Exercise goal:
Please reproduce each of the following entries exactly.

*** Opening of Data shown ***

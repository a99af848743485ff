// Copyright 2024 The ChromiumOS Authors
// Use of this source code is governed by a BSD-style license that can be
// found in the LICENSE file.

//! Drives the killer the way the kernel drives a shrinker: each pressure event
//! credits a scan budget proportional to the reclaimable estimate and inversely
//! proportional to the advertised cost, and the budget is spent in batches.

use std::sync::Arc;
use std::time::Duration;
use std::time::Instant;

use anyhow::Context;
use anyhow::Result;
use log::error;

use crate::lmk::Mode;
use crate::lmk::SelectionEngine;
use crate::memory::MemoryStatsSnapshot;
use crate::psi::PressureTrigger;

/// Pages per reclaim call.
pub const SHRINK_BATCH: u64 = 128;

const PSI_STALL: Duration = Duration::from_millis(150);
const PSI_WINDOW: Duration = Duration::from_secs(1);
const POLL_INTERVAL: Duration = Duration::from_secs(1);

pub trait ReclaimSource: Send + Sync {
    /// Reclaimable pages, without side effects.
    fn estimate(&self) -> i64;
    /// 0 when nothing is needed or possible right now, -1 when pressure found
    /// nothing to kill, otherwise the reclaimable pages left after a kill.
    fn reclaim(&self, scan_budget: u64) -> i64;
    fn cost(&self) -> u32;
}

impl ReclaimSource for SelectionEngine {
    fn estimate(&self) -> i64 {
        match MemoryStatsSnapshot::capture() {
            Ok(snapshot) => self
                .run(Mode::Estimate, &snapshot, Instant::now())
                .as_shrinker_value(),
            Err(e) => {
                error!("Failed to capture memory stats: {:#}", e);
                0
            }
        }
    }

    fn reclaim(&self, scan_budget: u64) -> i64 {
        // A zero budget is a query.
        if scan_budget == 0 {
            return self.estimate();
        }
        match MemoryStatsSnapshot::capture() {
            Ok(snapshot) => self
                .run(Mode::Reclaim, &snapshot, Instant::now())
                .as_shrinker_value(),
            Err(e) => {
                error!("Failed to capture memory stats: {:#}", e);
                0
            }
        }
    }

    fn cost(&self) -> u32 {
        self.tunables().reclaim_cost_weight()
    }
}

/// Scan budget credited for one pressure event.
pub fn scan_credit(estimate: u64, cost: u32) -> u64 {
    estimate.saturating_mul(4) / u64::from(cost.max(1))
}

/// Carries the unspent scan budget between pressure events.
#[derive(Debug, Default)]
pub struct ReclaimScheduler {
    deferred: u64,
}

impl ReclaimScheduler {
    pub fn deferred(&self) -> u64 {
        self.deferred
    }

    /// Returns the number of reclaim calls made.
    pub fn on_pressure(&mut self, source: &dyn ReclaimSource) -> usize {
        let Ok(estimate) = u64::try_from(source.estimate()) else {
            return 0;
        };
        if estimate == 0 {
            self.deferred = 0;
            return 0;
        }
        self.deferred = self
            .deferred
            .saturating_add(scan_credit(estimate, source.cost()))
            .min(estimate.saturating_mul(2));

        let mut calls = 0;
        while self.deferred >= SHRINK_BATCH {
            let result = source.reclaim(SHRINK_BATCH);
            calls += 1;
            self.deferred -= SHRINK_BATCH;
            if result <= 0 {
                break;
            }
        }
        calls
    }
}

/// Waits for memory pressure and feeds it to `source` forever.
pub async fn run_reclaim_loop(source: Arc<dyn ReclaimSource>) -> Result<()> {
    let mut trigger = PressureTrigger::new(PSI_STALL, PSI_WINDOW, POLL_INTERVAL);
    let mut scheduler = ReclaimScheduler::default();
    loop {
        trigger
            .wait()
            .await
            .context("Failed to wait for memory pressure")?;
        scheduler.on_pressure(source.as_ref());
    }
}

*** Close of Data shown ***

Solution below:
repository a99af848743485ff
// Copyright 2024 The ChromiumOS Authors
// Use of this source code is governed by a BSD-style license that can be
// found in the LICENSE file.

//! Drives the killer the way the kernel drives a shrinker: each pressure event
//! credits a scan budget proportional to the reclaimable estimate and inversely
//! proportional to the advertised cost, and the budget is spent in batches.

use std::sync::Arc;
use std::time::Duration;
use std::time::Instant;

use anyhow::Context;
use anyhow::Result;
use log::error;

use crate::lmk::Mode;
use crate::lmk::SelectionEngine;
use crate::memory::MemoryStatsSnapshot;
use crate::psi::PressureTrigger;

/// Pages per reclaim call.
pub const SHRINK_BATCH: u64 = 128;

const PSI_STALL: Duration = Duration::from_millis(150);
const PSI_WINDOW: Duration = Duration::from_secs(1);
const POLL_INTERVAL: Duration = Duration::from_secs(1);

pub trait ReclaimSource: Send + Sync {
    /// Reclaimable pages, without side effects.
    fn estimate(&self) -> i64;
    /// 0 when nothing is needed or possible right now, -1 when pressure found
    /// nothing to kill, otherwise the reclaimable pages left after a kill.
    fn reclaim(&self, scan_budget: u64) -> i64;
    fn cost(&self) -> u32;
}

impl ReclaimSource for SelectionEngine {
    fn estimate(&self) -> i64 {
        match MemoryStatsSnapshot::capture() {
            Ok(snapshot) => self
                .run(Mode::Estimate, &snapshot, Instant::now())
                .as_shrinker_value(),
            Err(e) => {
                error!("Failed to capture memory stats: {:#}", e);
                0
            }
        }
    }

    fn reclaim(&self, scan_budget: u64) -> i64 {
        // A zero budget is a query.
        if scan_budget == 0 {
            return self.estimate();
        }
        match MemoryStatsSnapshot::capture() {
            Ok(snapshot) => self
                .run(Mode::Reclaim, &snapshot, Instant::now())
                .as_shrinker_value(),
            Err(e) => {
                error!("Failed to capture memory stats: {:#}", e);
                0
            }
        }
    }

    fn cost(&self) -> u32 {
        self.tunables().reclaim_cost_weight()
    }
}

/// Scan budget credited for one pressure event.
pub fn scan_credit(estimate: u64, cost: u32) -> u64 {
    estimate.saturating_mul(4) / u64::from(cost.max(1))
}

/// Carries the unspent scan budget between pressure events.
#[derive(Debug, Default)]
pub struct ReclaimScheduler {
    deferred: u64,
}

impl ReclaimScheduler {
    pub fn deferred(&self) -> u64 {
        self.deferred
    }

    /// Returns the number of reclaim calls made.
    pub fn on_pressure(&mut self, source: &dyn ReclaimSource) -> usize {
        let Ok(estimate) = u64::try_from(source.estimate()) else {
            return 0;
        };
        if estimate == 0 {
            self.deferred = 0;
            return 0;
        }
        self.deferred = self
            .deferred
            .saturating_add(scan_credit(estimate, source.cost()))
            .min(estimate.saturating_mul(2));

        let mut calls = 0;
        while self.deferred >= SHRINK_BATCH {
            let result = source.reclaim(SHRINK_BATCH);
            calls += 1;
            self.deferred -= SHRINK_BATCH;
            if result <= 0 {
                break;
            }
        }
        calls
    }
}

/// Waits for memory pressure and feeds it to `source` forever.
pub async fn run_reclaim_loop(source: Arc<dyn ReclaimSource>) -> Result<()> {
    let mut trigger = PressureTrigger::new(PSI_STALL, PSI_WINDOW, POLL_INTERVAL);
    let mut scheduler = ReclaimScheduler::default();
    loop {
        trigger
            .wait()
            .await
            .context("Failed to wait for memory pressure")?;
        scheduler.on_pressure(source.as_ref());
    }
}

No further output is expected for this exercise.